_Task brief_
Once the line with "renderer-agnostic page-flip mechanics." is found in the entries below, repeat it and each following line exactly, up to and including the line with "mid-turn at once.". Add no other lines.

Information provided section start

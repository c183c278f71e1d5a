// Copyright 2026 the Pageflip Authors
// SPDX-License-Identifier: Apache-2.0 OR MIT

// After you edit the crate's doc comment, run this command, then check README.md for any missing links
// cargo rdme --workspace-project=pageflip_core --heading-base-level=0

//! Pageflip Core: renderer-agnostic page-flip mechanics.
//!
//! This crate provides the pure, per-frame math behind a page-flip
//! ("book page turn") navigation surface. It knows nothing about widgets,
//! canvases, or any particular UI framework; host frameworks own the actual
//! page views and feed a scalar *flip distance* in, getting frame
//! descriptors out.
//!
//! The core concepts are:
//!
//! - [`distance`]: mapping between the continuous flip distance and page
//!   indices / rotation angles. One page of travel is
//!   [`FLIP_DISTANCE_PER_PAGE`] units and corresponds to a 180° turn.
//! - [`overflip`]: pluggable resistance applied when the distance is pushed
//!   past the first or last page, with an optional glow indicator.
//! - [`recycler`]: a small object pool for retired page view handles, keyed
//!   by view type.
//! - [`cascade`]: window bounds and draw-order resolution for the
//!   multi-page fan-out mode, where several pages are mid-turn at once.
//! - [`render`]: assembly of the above into an ordered list of draw
//!   commands for a frame.
//!
//! ## Minimal example
//!
//! ```rust
//! use pageflip_core::distance::{degrees_flipped, page_index_round};
//! use pageflip_core::FLIP_DISTANCE_PER_PAGE;
//!
//! // Half way between page 2 and page 3.
//! let d = 2.5 * FLIP_DISTANCE_PER_PAGE;
//!
//! // The active leaf is 90° into its turn; rounding lands on page 3.
//! assert_eq!(degrees_flipped(d), 90.0);
//! assert_eq!(page_index_round(d), 3);
//! ```
//!
//! Distances are expected to be finite. Hosts typically clamp incoming
//! gesture deltas before handing them to this crate; see the
//! `pageflip_engine` crate for a full controller that does so.
//!
//! This crate is `no_std` and uses `alloc`.

#![no_std]

extern crate alloc;

pub mod cascade;
pub mod distance;
pub mod overflip;
pub mod recycler;
pub mod render;

mod math;

pub use distance::{FLIP_DISTANCE_PER_PAGE, SETTLE_EPSILON};

/// The axis along which pages turn.
///
/// A vertical flip rotates leaves around the horizontal center line (the
/// calendar/notepad look); a horizontal flip rotates around the vertical
/// center line (the book look).
#[derive(Copy, Clone, Debug, PartialEq, Eq, Hash, Default)]
pub enum FlipAxis {
    /// Pages turn top-over-bottom; gestures travel along Y.
    #[default]
    Vertical,
    /// Pages turn left-over-right; gestures travel along X.
    Horizontal,
}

Information provided section end

_Response to the exercise_
//! Pageflip Core: renderer-agnostic page-flip mechanics.
//!
//! This crate provides the pure, per-frame math behind a page-flip
//! ("book page turn") navigation surface. It knows nothing about widgets,
//! canvases, or any particular UI framework; host frameworks own the actual
//! page views and feed a scalar *flip distance* in, getting frame
//! descriptors out.
//!
//! The core concepts are:
//!
//! - [`distance`]: mapping between the continuous flip distance and page
//!   indices / rotation angles. One page of travel is
//!   [`FLIP_DISTANCE_PER_PAGE`] units and corresponds to a 180° turn.
//! - [`overflip`]: pluggable resistance applied when the distance is pushed
//!   past the first or last page, with an optional glow indicator.
//! - [`recycler`]: a small object pool for retired page view handles, keyed
//!   by view type.
//! - [`cascade`]: window bounds and draw-order resolution for the
//!   multi-page fan-out mode, where several pages are mid-turn at once.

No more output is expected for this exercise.